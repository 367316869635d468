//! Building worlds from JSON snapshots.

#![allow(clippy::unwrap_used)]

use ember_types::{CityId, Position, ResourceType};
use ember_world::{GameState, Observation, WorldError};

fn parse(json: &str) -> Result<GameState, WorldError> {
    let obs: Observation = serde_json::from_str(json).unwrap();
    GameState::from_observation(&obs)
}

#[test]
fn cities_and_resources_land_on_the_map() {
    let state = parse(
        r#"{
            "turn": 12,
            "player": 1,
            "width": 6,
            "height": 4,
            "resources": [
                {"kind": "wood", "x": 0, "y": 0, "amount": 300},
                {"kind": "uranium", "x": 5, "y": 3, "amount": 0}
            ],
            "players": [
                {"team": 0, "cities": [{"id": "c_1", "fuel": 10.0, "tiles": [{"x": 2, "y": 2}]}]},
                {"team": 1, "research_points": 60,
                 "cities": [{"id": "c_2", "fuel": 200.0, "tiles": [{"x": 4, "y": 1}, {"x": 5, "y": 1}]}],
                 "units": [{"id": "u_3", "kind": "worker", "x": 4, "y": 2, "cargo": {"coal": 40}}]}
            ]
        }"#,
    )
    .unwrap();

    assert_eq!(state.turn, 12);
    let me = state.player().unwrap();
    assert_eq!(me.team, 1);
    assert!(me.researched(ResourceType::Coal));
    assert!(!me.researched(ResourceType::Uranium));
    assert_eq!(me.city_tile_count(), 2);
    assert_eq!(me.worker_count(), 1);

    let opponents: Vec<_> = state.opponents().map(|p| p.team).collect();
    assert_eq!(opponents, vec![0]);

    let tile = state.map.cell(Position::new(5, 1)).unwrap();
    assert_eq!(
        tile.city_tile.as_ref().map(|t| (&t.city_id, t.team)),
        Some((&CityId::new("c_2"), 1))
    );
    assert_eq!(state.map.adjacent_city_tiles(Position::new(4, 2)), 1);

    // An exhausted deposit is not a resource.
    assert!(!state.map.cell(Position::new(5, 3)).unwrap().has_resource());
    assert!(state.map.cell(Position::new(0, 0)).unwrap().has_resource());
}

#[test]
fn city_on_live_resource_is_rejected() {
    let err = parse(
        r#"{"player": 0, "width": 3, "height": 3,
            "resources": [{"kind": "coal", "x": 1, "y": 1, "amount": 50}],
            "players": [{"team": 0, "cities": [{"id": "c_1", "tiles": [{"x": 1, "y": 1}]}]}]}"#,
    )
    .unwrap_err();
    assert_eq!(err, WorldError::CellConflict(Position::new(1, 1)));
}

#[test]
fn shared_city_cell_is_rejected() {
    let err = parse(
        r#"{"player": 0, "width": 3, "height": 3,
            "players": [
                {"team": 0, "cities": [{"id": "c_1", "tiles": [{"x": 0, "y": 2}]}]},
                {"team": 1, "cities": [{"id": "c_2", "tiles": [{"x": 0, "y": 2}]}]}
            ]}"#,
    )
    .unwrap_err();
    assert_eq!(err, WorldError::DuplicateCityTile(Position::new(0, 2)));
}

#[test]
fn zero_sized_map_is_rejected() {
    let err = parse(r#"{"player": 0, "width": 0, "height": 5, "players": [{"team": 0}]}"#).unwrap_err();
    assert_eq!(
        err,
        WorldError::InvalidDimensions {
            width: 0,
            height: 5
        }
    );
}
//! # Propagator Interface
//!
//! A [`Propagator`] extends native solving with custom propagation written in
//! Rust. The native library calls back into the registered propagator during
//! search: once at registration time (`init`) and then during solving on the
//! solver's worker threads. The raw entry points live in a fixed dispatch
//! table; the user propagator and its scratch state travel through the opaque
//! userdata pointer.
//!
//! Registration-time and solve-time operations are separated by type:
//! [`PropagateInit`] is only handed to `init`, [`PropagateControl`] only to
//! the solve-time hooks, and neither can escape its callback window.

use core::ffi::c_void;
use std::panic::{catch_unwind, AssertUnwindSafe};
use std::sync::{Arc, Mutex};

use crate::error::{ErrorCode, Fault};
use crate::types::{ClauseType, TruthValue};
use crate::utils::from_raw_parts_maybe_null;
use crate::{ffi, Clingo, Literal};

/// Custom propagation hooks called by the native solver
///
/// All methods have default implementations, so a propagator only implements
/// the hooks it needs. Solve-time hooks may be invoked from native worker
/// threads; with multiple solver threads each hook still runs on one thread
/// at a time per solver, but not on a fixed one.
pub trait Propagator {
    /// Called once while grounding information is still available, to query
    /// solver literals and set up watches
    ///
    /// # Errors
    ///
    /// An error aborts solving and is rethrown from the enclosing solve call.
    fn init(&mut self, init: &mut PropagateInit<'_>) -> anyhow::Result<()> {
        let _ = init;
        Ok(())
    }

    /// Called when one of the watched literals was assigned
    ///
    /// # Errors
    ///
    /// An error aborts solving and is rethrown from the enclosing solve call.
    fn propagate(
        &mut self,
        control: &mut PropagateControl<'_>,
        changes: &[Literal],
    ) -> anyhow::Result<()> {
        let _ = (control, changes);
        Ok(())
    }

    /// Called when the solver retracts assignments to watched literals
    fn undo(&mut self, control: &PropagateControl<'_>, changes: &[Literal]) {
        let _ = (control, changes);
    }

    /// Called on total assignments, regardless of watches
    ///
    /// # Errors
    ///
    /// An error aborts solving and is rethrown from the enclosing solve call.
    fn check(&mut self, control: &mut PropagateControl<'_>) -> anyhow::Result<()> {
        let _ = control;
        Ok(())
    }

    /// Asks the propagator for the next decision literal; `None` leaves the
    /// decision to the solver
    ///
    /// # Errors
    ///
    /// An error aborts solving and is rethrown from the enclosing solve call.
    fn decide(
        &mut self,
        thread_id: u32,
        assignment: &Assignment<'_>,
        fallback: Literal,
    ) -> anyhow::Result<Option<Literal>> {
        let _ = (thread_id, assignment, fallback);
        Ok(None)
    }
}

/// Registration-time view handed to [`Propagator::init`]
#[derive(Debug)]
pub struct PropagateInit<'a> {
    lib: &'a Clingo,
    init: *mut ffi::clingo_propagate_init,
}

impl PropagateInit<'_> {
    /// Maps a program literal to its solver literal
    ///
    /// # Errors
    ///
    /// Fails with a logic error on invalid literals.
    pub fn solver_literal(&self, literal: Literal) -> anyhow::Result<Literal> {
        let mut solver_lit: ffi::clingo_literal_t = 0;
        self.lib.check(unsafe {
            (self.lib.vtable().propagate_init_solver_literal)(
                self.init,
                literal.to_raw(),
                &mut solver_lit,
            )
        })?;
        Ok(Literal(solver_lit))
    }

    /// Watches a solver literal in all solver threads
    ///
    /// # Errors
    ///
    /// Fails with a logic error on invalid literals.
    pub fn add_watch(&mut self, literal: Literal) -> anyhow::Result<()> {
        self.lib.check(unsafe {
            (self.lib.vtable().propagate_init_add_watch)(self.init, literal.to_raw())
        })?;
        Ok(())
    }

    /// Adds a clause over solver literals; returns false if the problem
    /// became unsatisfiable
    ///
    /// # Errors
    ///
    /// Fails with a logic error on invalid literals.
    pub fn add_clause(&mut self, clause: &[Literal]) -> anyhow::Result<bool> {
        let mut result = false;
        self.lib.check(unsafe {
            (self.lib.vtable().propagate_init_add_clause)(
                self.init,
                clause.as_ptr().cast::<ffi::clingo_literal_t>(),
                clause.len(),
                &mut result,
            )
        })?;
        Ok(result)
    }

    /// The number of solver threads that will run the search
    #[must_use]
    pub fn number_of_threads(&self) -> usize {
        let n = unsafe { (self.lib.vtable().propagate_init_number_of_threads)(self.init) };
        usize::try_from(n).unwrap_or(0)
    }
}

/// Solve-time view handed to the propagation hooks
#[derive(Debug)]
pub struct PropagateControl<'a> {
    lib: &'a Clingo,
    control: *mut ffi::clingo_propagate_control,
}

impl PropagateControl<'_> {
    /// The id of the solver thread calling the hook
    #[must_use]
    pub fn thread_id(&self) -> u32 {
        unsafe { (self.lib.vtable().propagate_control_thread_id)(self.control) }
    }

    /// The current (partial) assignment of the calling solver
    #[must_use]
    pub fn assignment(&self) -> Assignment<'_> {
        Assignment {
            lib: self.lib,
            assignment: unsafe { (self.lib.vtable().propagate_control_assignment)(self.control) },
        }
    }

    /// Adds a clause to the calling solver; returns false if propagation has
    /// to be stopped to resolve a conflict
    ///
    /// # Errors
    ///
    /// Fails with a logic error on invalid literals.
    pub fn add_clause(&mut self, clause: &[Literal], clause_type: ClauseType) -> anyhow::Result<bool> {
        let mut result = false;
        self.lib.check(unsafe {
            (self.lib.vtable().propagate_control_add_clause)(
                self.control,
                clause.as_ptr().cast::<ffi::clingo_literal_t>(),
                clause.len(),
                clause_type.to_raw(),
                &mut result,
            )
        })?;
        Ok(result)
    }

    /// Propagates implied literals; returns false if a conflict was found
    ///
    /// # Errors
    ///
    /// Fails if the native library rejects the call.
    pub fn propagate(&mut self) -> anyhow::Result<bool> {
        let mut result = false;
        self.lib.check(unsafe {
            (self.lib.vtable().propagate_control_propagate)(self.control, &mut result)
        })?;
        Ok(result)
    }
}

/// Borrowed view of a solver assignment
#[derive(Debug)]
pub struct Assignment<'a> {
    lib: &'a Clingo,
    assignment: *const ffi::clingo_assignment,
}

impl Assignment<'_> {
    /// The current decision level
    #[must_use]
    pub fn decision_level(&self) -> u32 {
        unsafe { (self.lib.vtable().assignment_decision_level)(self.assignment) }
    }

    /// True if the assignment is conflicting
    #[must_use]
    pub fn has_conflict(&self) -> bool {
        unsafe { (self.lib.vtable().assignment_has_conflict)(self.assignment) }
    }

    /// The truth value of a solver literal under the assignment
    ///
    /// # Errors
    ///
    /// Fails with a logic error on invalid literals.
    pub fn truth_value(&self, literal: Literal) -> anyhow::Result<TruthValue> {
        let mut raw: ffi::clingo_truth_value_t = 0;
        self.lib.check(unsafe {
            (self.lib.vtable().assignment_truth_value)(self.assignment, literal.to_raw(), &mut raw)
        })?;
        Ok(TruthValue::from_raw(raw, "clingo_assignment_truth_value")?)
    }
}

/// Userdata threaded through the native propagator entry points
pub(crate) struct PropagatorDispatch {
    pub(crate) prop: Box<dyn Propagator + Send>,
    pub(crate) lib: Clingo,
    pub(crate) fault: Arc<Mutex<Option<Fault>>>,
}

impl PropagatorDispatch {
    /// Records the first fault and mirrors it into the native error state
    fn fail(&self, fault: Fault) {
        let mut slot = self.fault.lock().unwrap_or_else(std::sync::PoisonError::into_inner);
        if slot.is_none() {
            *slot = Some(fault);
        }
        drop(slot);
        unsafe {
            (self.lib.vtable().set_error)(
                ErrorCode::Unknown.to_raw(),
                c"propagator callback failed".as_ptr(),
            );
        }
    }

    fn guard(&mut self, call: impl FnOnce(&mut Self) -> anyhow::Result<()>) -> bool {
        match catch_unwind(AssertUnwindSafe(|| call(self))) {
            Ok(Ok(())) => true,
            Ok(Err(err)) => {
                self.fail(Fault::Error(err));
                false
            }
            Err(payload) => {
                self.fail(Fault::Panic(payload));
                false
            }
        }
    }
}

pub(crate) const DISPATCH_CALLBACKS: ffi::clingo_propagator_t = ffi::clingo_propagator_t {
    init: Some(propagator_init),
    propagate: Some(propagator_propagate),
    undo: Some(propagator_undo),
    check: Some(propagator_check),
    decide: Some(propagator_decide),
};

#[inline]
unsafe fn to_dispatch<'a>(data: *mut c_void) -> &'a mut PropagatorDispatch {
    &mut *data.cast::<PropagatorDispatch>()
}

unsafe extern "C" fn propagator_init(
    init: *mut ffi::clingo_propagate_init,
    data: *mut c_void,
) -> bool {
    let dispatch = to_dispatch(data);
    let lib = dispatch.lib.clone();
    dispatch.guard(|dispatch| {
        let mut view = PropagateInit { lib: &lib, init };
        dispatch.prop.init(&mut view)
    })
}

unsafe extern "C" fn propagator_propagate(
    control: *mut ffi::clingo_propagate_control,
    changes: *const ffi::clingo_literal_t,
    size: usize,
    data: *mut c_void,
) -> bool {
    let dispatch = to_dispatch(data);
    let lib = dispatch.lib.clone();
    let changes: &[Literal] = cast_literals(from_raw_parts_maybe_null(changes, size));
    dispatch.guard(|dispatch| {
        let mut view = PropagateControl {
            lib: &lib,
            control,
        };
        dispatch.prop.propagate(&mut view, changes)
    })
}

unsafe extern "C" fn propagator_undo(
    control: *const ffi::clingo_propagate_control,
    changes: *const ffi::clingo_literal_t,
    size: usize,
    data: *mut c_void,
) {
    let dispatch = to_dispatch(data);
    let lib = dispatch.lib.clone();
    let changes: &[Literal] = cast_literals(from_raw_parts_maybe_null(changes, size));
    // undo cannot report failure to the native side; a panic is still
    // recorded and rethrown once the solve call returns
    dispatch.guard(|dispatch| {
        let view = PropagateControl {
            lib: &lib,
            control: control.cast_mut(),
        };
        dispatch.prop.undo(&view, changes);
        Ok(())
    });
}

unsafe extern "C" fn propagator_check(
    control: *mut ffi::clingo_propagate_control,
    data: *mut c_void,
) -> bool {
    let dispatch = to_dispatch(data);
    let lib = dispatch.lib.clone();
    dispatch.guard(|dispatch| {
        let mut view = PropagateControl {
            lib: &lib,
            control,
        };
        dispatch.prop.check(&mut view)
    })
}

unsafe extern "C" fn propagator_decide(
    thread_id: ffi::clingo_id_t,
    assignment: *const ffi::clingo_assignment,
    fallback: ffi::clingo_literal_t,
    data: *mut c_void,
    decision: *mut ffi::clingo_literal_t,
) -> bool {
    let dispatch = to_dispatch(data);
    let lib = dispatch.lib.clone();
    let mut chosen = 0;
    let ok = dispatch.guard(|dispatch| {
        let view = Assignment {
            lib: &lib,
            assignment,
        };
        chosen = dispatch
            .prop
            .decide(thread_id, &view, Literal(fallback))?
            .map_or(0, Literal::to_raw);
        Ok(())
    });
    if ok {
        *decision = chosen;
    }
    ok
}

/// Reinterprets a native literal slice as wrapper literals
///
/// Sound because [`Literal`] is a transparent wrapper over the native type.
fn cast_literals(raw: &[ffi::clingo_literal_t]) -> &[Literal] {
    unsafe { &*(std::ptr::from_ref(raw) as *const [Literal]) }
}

++++++++++++++++++++

* Task details: Quote the records above from their first line through the line containing "let opponents: Vec<_>", both ends included.

* Reply:
repository 367316869635d468
//! Building worlds from JSON snapshots.

#![allow(clippy::unwrap_used)]

use ember_types::{CityId, Position, ResourceType};
use ember_world::{GameState, Observation, WorldError};

fn parse(json: &str) -> Result<GameState, WorldError> {
    let obs: Observation = serde_json::from_str(json).unwrap();
    GameState::from_observation(&obs)
}

#[test]
fn cities_and_resources_land_on_the_map() {
    let state = parse(
        r#"{
            "turn": 12,
            "player": 1,
            "width": 6,
            "height": 4,
            "resources": [
                {"kind": "wood", "x": 0, "y": 0, "amount": 300},
                {"kind": "uranium", "x": 5, "y": 3, "amount": 0}
            ],
            "players": [
                {"team": 0, "cities": [{"id": "c_1", "fuel": 10.0, "tiles": [{"x": 2, "y": 2}]}]},
                {"team": 1, "research_points": 60,
                 "cities": [{"id": "c_2", "fuel": 200.0, "tiles": [{"x": 4, "y": 1}, {"x": 5, "y": 1}]}],
                 "units": [{"id": "u_3", "kind": "worker", "x": 4, "y": 2, "cargo": {"coal": 40}}]}
            ]
        }"#,
    )
    .unwrap();

    assert_eq!(state.turn, 12);
    let me = state.player().unwrap();
    assert_eq!(me.team, 1);
    assert!(me.researched(ResourceType::Coal));
    assert!(!me.researched(ResourceType::Uranium));
    assert_eq!(me.city_tile_count(), 2);
    assert_eq!(me.worker_count(), 1);

    let opponents: Vec<_> = state.opponents().map(|p| p.team).collect();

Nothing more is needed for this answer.